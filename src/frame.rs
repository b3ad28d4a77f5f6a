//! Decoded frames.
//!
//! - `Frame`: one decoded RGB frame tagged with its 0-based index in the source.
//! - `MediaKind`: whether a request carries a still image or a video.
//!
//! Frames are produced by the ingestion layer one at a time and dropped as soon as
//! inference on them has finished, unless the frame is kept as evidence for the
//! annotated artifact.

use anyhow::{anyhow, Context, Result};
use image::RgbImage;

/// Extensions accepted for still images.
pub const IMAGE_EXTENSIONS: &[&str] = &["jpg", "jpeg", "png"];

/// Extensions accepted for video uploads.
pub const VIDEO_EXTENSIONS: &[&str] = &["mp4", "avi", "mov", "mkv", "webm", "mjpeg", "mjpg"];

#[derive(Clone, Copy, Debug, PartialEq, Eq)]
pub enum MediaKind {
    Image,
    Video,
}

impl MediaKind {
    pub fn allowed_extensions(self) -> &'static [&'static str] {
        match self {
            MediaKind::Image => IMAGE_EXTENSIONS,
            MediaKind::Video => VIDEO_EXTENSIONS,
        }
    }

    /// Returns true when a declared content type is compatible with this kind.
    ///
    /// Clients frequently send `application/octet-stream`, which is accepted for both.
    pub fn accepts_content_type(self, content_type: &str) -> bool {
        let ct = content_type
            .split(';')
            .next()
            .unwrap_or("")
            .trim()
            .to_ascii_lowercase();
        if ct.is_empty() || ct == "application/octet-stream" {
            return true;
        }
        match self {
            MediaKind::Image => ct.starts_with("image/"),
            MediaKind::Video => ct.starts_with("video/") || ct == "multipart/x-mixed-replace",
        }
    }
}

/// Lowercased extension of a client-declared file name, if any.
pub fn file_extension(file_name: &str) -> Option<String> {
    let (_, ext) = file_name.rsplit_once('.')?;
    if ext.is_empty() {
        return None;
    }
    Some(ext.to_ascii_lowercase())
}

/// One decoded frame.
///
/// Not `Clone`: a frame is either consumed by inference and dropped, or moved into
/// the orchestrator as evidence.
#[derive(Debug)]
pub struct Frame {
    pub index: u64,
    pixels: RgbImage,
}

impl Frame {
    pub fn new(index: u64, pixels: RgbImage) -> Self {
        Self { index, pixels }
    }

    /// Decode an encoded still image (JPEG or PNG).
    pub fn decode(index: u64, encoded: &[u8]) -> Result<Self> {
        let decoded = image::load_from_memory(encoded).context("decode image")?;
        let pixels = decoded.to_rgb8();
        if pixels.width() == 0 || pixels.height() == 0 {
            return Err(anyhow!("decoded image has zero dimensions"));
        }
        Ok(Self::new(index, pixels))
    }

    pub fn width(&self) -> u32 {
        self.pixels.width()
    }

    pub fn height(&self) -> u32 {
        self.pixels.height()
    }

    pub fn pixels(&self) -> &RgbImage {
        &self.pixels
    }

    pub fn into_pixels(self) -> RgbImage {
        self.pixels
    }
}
=-=-=
#### [PROBLEM DESCRIPTION]
Look through the data above. Each line containing the word "true" needs to be copied.

#### [OUTPUT OF THE TASK]
    /// Returns true when a declared content type is compatible with this kind.
            return true;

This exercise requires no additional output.